When should you use supervised fine-tuning (SFT)?

Supervised fine-tuning is particularly useful when you have substantial high-quality data and want to improve model behavior beyond what prompting alone can achieve.
CriterionImpactDetails
ComplexityLowRequires data curation; few parameters
Data EfficiencyModerateRequires hundreds to thousands of high-quality examples
Optimization CeilingHighCan significantly improve model behavior beyond prompting
Optimization CostModerateMore expensive than DICL, but relatively cost effective
Inference CostLowFine-tuned models typically cost the same as the base model
Inference LatencyLowNo runtime overhead
SFT tends to work best when:
  • You have hundreds to thousands of high-quality examples.
  • Inference cost and latency are important.

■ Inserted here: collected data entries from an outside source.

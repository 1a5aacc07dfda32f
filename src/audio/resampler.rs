//! Audio resampling and sample processing

use super::types::AudioChunk;
use super::ENGINE_SAMPLE_RATE;
use rubato::{Resampler, SincFixedIn};
use std::sync::{Arc, Mutex};
use tokio::sync::mpsc;
use tracing::{error, warn};

/// Chunk size in samples (100 ms of audio at 16 kHz)
pub(crate) const CHUNK_SIZE: usize = 1600;

/// Process incoming samples: downmix to mono, resample if needed, buffer, emit chunks
pub(crate) fn process_samples(
    data: &[i16],
    channels: usize,
    input_buffer: &Arc<Mutex<Vec<i16>>>,
    input_chunk_size: usize,
    output_buffer: &Arc<Mutex<Vec<i16>>>,
    sender: &mpsc::Sender<AudioChunk>,
    resampler: &Option<Arc<Mutex<SincFixedIn<f32>>>>,
) {
    let mono_samples: Vec<i16> = if channels > 1 {
        data.chunks(channels)
            .map(|frame| {
                let sum: i32 = frame.iter().map(|&s| s as i32).sum();
                (sum / channels as i32) as i16
            })
            .collect()
    } else {
        data.to_vec()
    };

    if let Some(resampler_arc) = resampler {
        process_with_resampler(
            &mono_samples,
            input_buffer,
            input_chunk_size,
            output_buffer,
            sender,
            resampler_arc,
        );
    } else {
        process_direct(&mono_samples, output_buffer, sender);
    }
}

/// Push samples through the resampler in fixed-size input blocks
fn process_with_resampler(
    mono_samples: &[i16],
    input_buffer: &Arc<Mutex<Vec<i16>>>,
    input_chunk_size: usize,
    output_buffer: &Arc<Mutex<Vec<i16>>>,
    sender: &mpsc::Sender<AudioChunk>,
    resampler_arc: &Arc<Mutex<SincFixedIn<f32>>>,
) {
    if let Ok(mut input_buf) = input_buffer.lock() {
        input_buf.extend(mono_samples);

        while input_buf.len() >= input_chunk_size {
            let input_chunk: Vec<i16> = input_buf.drain(..input_chunk_size).collect();
            let input_f32: Vec<f32> = input_chunk.iter().map(|&s| s as f32 / 32768.0).collect();

            if let Ok(mut resampler) = resampler_arc.lock() {
                match resampler.process(&[input_f32], None) {
                    Ok(resampled) => {
                        let output_i16: Vec<i16> = resampled[0]
                            .iter()
                            .map(|&s| (s.clamp(-1.0, 1.0) * 32767.0) as i16)
                            .collect();
                        if let Ok(mut output_buf) = output_buffer.lock() {
                            output_buf.extend(&output_i16);
                        }
                    }
                    Err(e) => {
                        error!("Resampling error: {}", e);
                    }
                }
            }
        }
    }

    send_chunks(output_buffer, sender);
}

/// Buffer samples already at the engine sample rate
fn process_direct(
    mono_samples: &[i16],
    output_buffer: &Arc<Mutex<Vec<i16>>>,
    sender: &mpsc::Sender<AudioChunk>,
) {
    if let Ok(mut output_buf) = output_buffer.lock() {
        output_buf.extend(mono_samples);
    }
    send_chunks(output_buffer, sender);
}

/// Drain complete 100 ms chunks from the output buffer into the channel
fn send_chunks(output_buffer: &Arc<Mutex<Vec<i16>>>, sender: &mpsc::Sender<AudioChunk>) {
    if let Ok(mut output_buf) = output_buffer.lock() {
        while output_buf.len() >= CHUNK_SIZE {
            let chunk: Vec<i16> = output_buf.drain(..CHUNK_SIZE).collect();
            let audio_chunk = AudioChunk {
                samples: chunk,
                sample_rate: ENGINE_SAMPLE_RATE,
            };
            // try_send keeps the audio callback from ever blocking
            match sender.try_send(audio_chunk) {
                Ok(_) => {}
                Err(e) => {
                    warn!("Audio buffer overflow - chunk dropped: {}", e);
                    return;
                }
            }
        }
    }
}

#[cfg(test)]
mod tests {
    use super::*;

    #[tokio::test]
    async fn test_direct_emits_full_chunks_only() {
        let (tx, mut rx) = mpsc::channel(8);
        let output = Arc::new(Mutex::new(Vec::new()));

        // 1.5 chunks of mono audio
        process_direct(&vec![100i16; CHUNK_SIZE + CHUNK_SIZE / 2], &output, &tx);

        let chunk = rx.try_recv().expect("one full chunk");
        assert_eq!(chunk.samples.len(), CHUNK_SIZE);
        assert_eq!(chunk.sample_rate, ENGINE_SAMPLE_RATE);
        assert!(rx.try_recv().is_err());
        assert_eq!(output.lock().unwrap().len(), CHUNK_SIZE / 2);
    }

    #[tokio::test]
    async fn test_stereo_downmix() {
        let (tx, mut rx) = mpsc::channel(8);
        let input = Arc::new(Mutex::new(Vec::new()));
        let output = Arc::new(Mutex::new(Vec::new()));

        // Stereo frames [200, 400] average to 300
        let stereo: Vec<i16> = [200i16, 400i16].repeat(CHUNK_SIZE);
        process_samples(&stereo, 2, &input, CHUNK_SIZE, &output, &tx, &None);

        let chunk = rx.try_recv().expect("one full chunk");
        assert!(chunk.samples.iter().all(|&s| s == 300));
    }
}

Unlike DICL, SFT shifts the cost to a one-time optimization workflow.
    • If inference cost matters: SFT is often more economical than DICL at scale.
  • You want to improve model behavior beyond what prompting can achieve.
    • If prompts are sufficient: consider GEPA for automated prompt engineering.

Fine-tune your LLM with Supervised Fine-Tuning

You can find a complete runnable example of this guide on GitHub.
1

Configure your LLM application

Define a function with a baseline variant for your application.
tensorzero.toml
[functions.extract_entities]
type = "json"
output_schema = "functions/extract_entities/output_schema.json"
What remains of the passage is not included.